After a long pause, she said, “Charlie’s dead.”
“Saw him,” I said. I found I was shaking all over from the wreck, and with the waiting. I could not help myself. I heard gunfire. Yes, this was it.
“Jake,” Maddy called, real loud. “Jake, Rogelio.”
“I’m alive,” Jake called back. He didn’t sound too sure. “You see anyone coming?”
“Not yet.” I had to raise my own voice to be heard over the screams. “But you hear the shooting?” It wasn’t constant, but the sound was getting closer.
“I hear it.”
“Jake, you and Rogelio out of the running?” Maddy sounded scared but determined.

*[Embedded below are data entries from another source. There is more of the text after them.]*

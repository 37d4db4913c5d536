//! Durable CSV journal ledger
//!
//! `CsvJournalLedger` wraps an [`InMemoryLedger`] and writes every appended
//! transaction to a CSV journal before it becomes visible. Each row is encoded
//! into its own buffer and handed to the sink in one `write_all` followed by a
//! flush, so a row that failed to persist is never left queued for a later
//! append. A write or flush failure is reported as `PersistenceFailure` and
//! nothing is inserted, so the engines leave balances untouched.
//!
//! The sink lock is held while a transaction is stamped, written and
//! inserted, so journal rows appear in id and `created_at` order.
//!
//! Journal columns: `id, created_at, from, to, amount, from_currency,
//! to_currency, exchange_rate, description, transfer_method, pickup_location`.

use crate::core::{InMemoryLedger, Ledger};
use crate::types::{AccountId, NewTransaction, PaymentError, Transaction};
use std::fs::{File, OpenOptions};
use std::io::Write;
use std::path::Path;
use std::sync::Mutex;

const JOURNAL_HEADER: [&str; 11] = [
    "id",
    "created_at",
    "from",
    "to",
    "amount",
    "from_currency",
    "to_currency",
    "exchange_rate",
    "description",
    "transfer_method",
    "pickup_location",
];

/// Ledger that journals each transaction to a CSV sink
pub struct CsvJournalLedger<W: Write + Send = File> {
    inner: InMemoryLedger,
    sink: Mutex<W>,
}

impl CsvJournalLedger<File> {
    /// Create (or truncate) a journal file and write its header
    ///
    /// # Errors
    ///
    /// `PersistenceFailure` if the file cannot be created or the header
    /// cannot be written.
    pub fn create(path: &Path) -> Result<Self, PaymentError> {
        let file = OpenOptions::new()
            .write(true)
            .create(true)
            .truncate(true)
            .open(path)
            .map_err(|e| {
                PaymentError::persistence_failure(format!(
                    "cannot open journal '{}': {}",
                    path.display(),
                    e
                ))
            })?;
        Self::from_writer(file)
    }
}

impl<W: Write + Send> CsvJournalLedger<W> {
    /// Journal into any writer; the header row is written immediately
    pub fn from_writer(mut sink: W) -> Result<Self, PaymentError> {
        let header = encode_row(JOURNAL_HEADER)?;
        write_flushed(&mut sink, &header)?;

        Ok(Self {
            inner: InMemoryLedger::new(),
            sink: Mutex::new(sink),
        })
    }

    /// Number of journalled transactions
    pub fn len(&self) -> usize {
        self.inner.len()
    }

    pub fn is_empty(&self) -> bool {
        self.inner.is_empty()
    }
}

impl<W: Write + Send> Ledger for CsvJournalLedger<W> {
    fn append(&self, draft: NewTransaction) -> Result<Transaction, PaymentError> {
        let mut sink = self
            .sink
            .lock()
            .unwrap_or_else(|poisoned| poisoned.into_inner());

        let transaction = self.inner.stamp(draft);
        let persisted = encode_row(journal_fields(&transaction))
            .and_then(|row| write_flushed(&mut *sink, &row));

        if let Err(error) = persisted {
            tracing::error!(tx = transaction.id, %error, "journal write failed");
            return Err(error);
        }

        self.inner.insert(transaction.clone());
        Ok(transaction)
    }

    fn list_for_account(&self, account: AccountId) -> Vec<Transaction> {
        self.inner.list_for_account(account)
    }
}

impl<W: Write + Send> std::fmt::Debug for CsvJournalLedger<W> {
    fn fmt(&self, f: &mut std::fmt::Formatter<'_>) -> std::fmt::Result {
        f.debug_struct("CsvJournalLedger")
            .field("entries", &self.inner.len())
            .finish_non_exhaustive()
    }
}

fn journal_fields(tx: &Transaction) -> [String; 11] {
    [
        tx.id.to_string(),
        tx.created_at.to_rfc3339(),
        tx.from_account.to_string(),
        tx.to_account.to_string(),
        format!("{:.2}", tx.amount),
        tx.from_currency.to_string(),
        tx.to_currency.to_string(),
        format!("{:.6}", tx.exchange_rate),
        tx.description.clone(),
        tx.transfer_method
            .map(|method| method.to_string())
            .unwrap_or_default(),
        tx.pickup_location
            .map(|location| location.to_string())
            .unwrap_or_default(),
    ]
}

/// Encode one CSV record into a standalone buffer
fn encode_row<I, T>(fields: I) -> Result<Vec<u8>, PaymentError>
where
    I: IntoIterator<Item = T>,
    T: AsRef<[u8]>,
{
    let mut writer = csv::Writer::from_writer(Vec::new());
    writer
        .write_record(fields)
        .map_err(|e| PaymentError::persistence_failure(e.to_string()))?;
    writer
        .into_inner()
        .map_err(|e| PaymentError::persistence_failure(e.to_string()))
}

fn write_flushed<W: Write>(sink: &mut W, bytes: &[u8]) -> Result<(), PaymentError> {
    sink.write_all(bytes)
        .and_then(|_| sink.flush())
        .map_err(|e| PaymentError::persistence_failure(e.to_string()))
}

#[cfg(test)]
mod tests {
    use super::*;
    use crate::types::{Currency, TransferMethod};
    use rust_decimal_macros::dec;
    use std::io;
    use std::sync::Arc;
    use std::thread;
    use tempfile::NamedTempFile;

    fn draft() -> NewTransaction {
        described("Transfer")
    }

    fn described(description: &str) -> NewTransaction {
        NewTransaction {
            from_account: 1,
            to_account: 2,
            amount: dec!(40.00),
            from_currency: Currency::Usd,
            to_currency: Currency::Eur,
            exchange_rate: dec!(0.930000),
            description: description.to_string(),
            transfer_method: Some(TransferMethod::Cash),
            pickup_location: None,
        }
    }

    /// Accepts the header, then fails every later write
    struct FailingSink {
        writes: usize,
    }

    impl Write for FailingSink {
        fn write(&mut self, buf: &[u8]) -> io::Result<usize> {
            self.writes += 1;
            if self.writes > 1 {
                return Err(io::Error::new(io::ErrorKind::Other, "disk full"));
            }
            Ok(buf.len())
        }

        fn flush(&mut self) -> io::Result<()> {
            Ok(())
        }
    }

    /// Shared in-memory file whose `fail_on`-th write call fails
    #[derive(Clone, Default)]
    struct SharedSink {
        bytes: Arc<Mutex<Vec<u8>>>,
        writes: Arc<Mutex<usize>>,
        fail_on: Option<usize>,
    }

    impl SharedSink {
        fn contents(&self) -> String {
            String::from_utf8(self.bytes.lock().unwrap().clone()).unwrap()
        }
    }

    impl Write for SharedSink {
        fn write(&mut self, buf: &[u8]) -> io::Result<usize> {
            let mut writes = self.writes.lock().unwrap();
            *writes += 1;
            if Some(*writes) == self.fail_on {
                return Err(io::Error::new(io::ErrorKind::Other, "disk full"));
            }
            self.bytes.lock().unwrap().extend_from_slice(buf);
            Ok(buf.len())
        }

        fn flush(&mut self) -> io::Result<()> {
            Ok(())
        }
    }

    #[test]
    fn test_append_is_journalled_before_visible() {
        let file = NamedTempFile::new().unwrap();
        let ledger = CsvJournalLedger::create(file.path()).unwrap();

        let tx = ledger.append(draft()).unwrap();

        let contents = std::fs::read_to_string(file.path()).unwrap();
        let lines: Vec<&str> = contents.lines().collect();
        assert_eq!(lines.len(), 2);
        assert_eq!(lines[0], JOURNAL_HEADER.join(","));
        assert!(lines[1].starts_with(&format!("{},{}", tx.id, tx.created_at.to_rfc3339())));
        assert!(lines[1].ends_with(",1,2,40.00,USD,EUR,0.930000,Transfer,cash,"));
        assert_eq!(ledger.list_for_account(1), vec![tx]);
    }

    #[test]
    fn test_write_failure_is_not_visible() {
        let ledger = CsvJournalLedger::from_writer(FailingSink { writes: 0 }).unwrap();

        let result = ledger.append(draft());

        assert!(matches!(result, Err(PaymentError::PersistenceFailure { .. })));
        assert!(ledger.is_empty());
        assert!(ledger.list_for_account(1).is_empty());
    }

    #[test]
    fn test_create_fails_for_missing_directory() {
        let result = CsvJournalLedger::create(Path::new("/nonexistent/dir/journal.csv"));

        assert!(matches!(result, Err(PaymentError::PersistenceFailure { .. })));
    }

    #[test]
    fn test_failed_row_is_not_written_by_later_append() {
        let sink = SharedSink {
            fail_on: Some(2),
            ..SharedSink::default()
        };
        let ledger = CsvJournalLedger::from_writer(sink.clone()).unwrap();

        let rejected = ledger.append(described("rejected"));
        let accepted = ledger.append(described("accepted")).unwrap();

        assert!(matches!(rejected, Err(PaymentError::PersistenceFailure { .. })));
        assert_eq!(ledger.len(), 1);
        assert_eq!(ledger.list_for_account(1), vec![accepted]);

        let contents = sink.contents();
        let lines: Vec<&str> = contents.lines().collect();
        assert_eq!(lines.len(), 2);
        assert!(lines[1].contains(",accepted,"));
        assert!(!contents.contains("rejected"));
    }

    #[test]
    fn test_concurrent_appends_are_journalled_in_id_order() {
        let sink = SharedSink::default();
        let ledger = Arc::new(CsvJournalLedger::from_writer(sink.clone()).unwrap());

        let handles: Vec<_> = (0..4)
            .map(|_| {
                let ledger = Arc::clone(&ledger);
                thread::spawn(move || {
                    for _ in 0..50 {
                        ledger.append(draft()).unwrap();
                    }
                })
            })
            .collect();
        for handle in handles {
            handle.join().unwrap();
        }

        let contents = sink.contents();
        let ids: Vec<u64> = contents
            .lines()
            .skip(1)
            .map(|line| line.split(',').next().unwrap().parse().unwrap())
            .collect();
        assert_eq!(ids, (1..=200).collect::<Vec<u64>>());
    }
}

“I’m trying to figure that out.” Jake sounded dazed and slow.
I spared a glance to my right. Jake was struggling to untangle himself from Rogelio and from another passenger who’d fallen across his legs, one of the old men, who wasn’t going to get any older now.
“You saw Charlie’s dead,” Maddy called to Jake. She was worried, trying not to sound it. “We can sure use you.”
Jake said a few things. I couldn’t understand him.
Maddy muttered, “God lay Charlie’s soul to rest.”
We had to shift around to get good footing, the crate tight between our feet. Maddy faced east, I covered west. There was more light coming from the east. I risked a glance behind me. Now that the choking dust was settling, I could see the east end of the car had been split by the force of the impact, just where the roof met the doorframe. The gap was tall as a man, but narrow.
Facing west, the car was darker. There was no new opening. Half the windows faced dirt. The door—now sideways—was intact, though splintered.
Maddy yelled, “I see someone coming.” She didn’t mean a rescue crew.
Jake crawled over to us, slowly and painfully. “All right, I’m here,” he said. “Where’s the fire?”
There was blood flowing quick and bright from a gash in Jake’s scalp. “You’re addled,” I told him. “Don’t try to stand.”
“I think I won’t.” Jake’s voice was groggy. But he was aware enough to prop his back against the crate and draw his pistol.
“Here they are!” I don’t think Maddy knew she was shouting. She was pretty excited, and in truth there was still a lot of noise coming from the people badly hurt or badly shaken. At the moment no one could get in our car from my direction, so I turned to look.
Two men with guns were squeezing through the crack, one at a time. That made it easy. Maddy shot one the instant he appeared. As he dropped, I shot the next one, who had just started to flinch back. There were screams of protest from the other passengers. Like “No!” and “What are you doing?”
Might be we had just killed two men coming to the aid of the injured. But Good Samaritans wouldn’t have had their guns drawn.
With those two disposed of and none more in sight at that opening, I turned back to guarding my end of the car. For a couple of minutes, the screams of pain and appeals to God for rescue battered at my ears. But the voices began to die down—for real, die down. And the live passengers realized no help was arriving anytime soon.
“They won’t come as fast this time,” Maddy said, her voice at a reasonable level.
“No,” I agreed. “But they’ll come. They went to all this trouble; shooting a couple of ’em isn’t going to stop ’em.”
After a few minutes I heard a big noise, like a giant can was being opened with a knife.
Turns out, that was pretty much what was going on.
Outside the east end of the car, someone was prying at the narrow opening. At the same time, I could hear sounds coming from the door on the west end. Might be rescue, but I didn’t think so. We weren’t that lucky. Jake had sure picked a bad name for this crew.
“What if they’re helpers?” Maddy said, stepping right on my thoughts.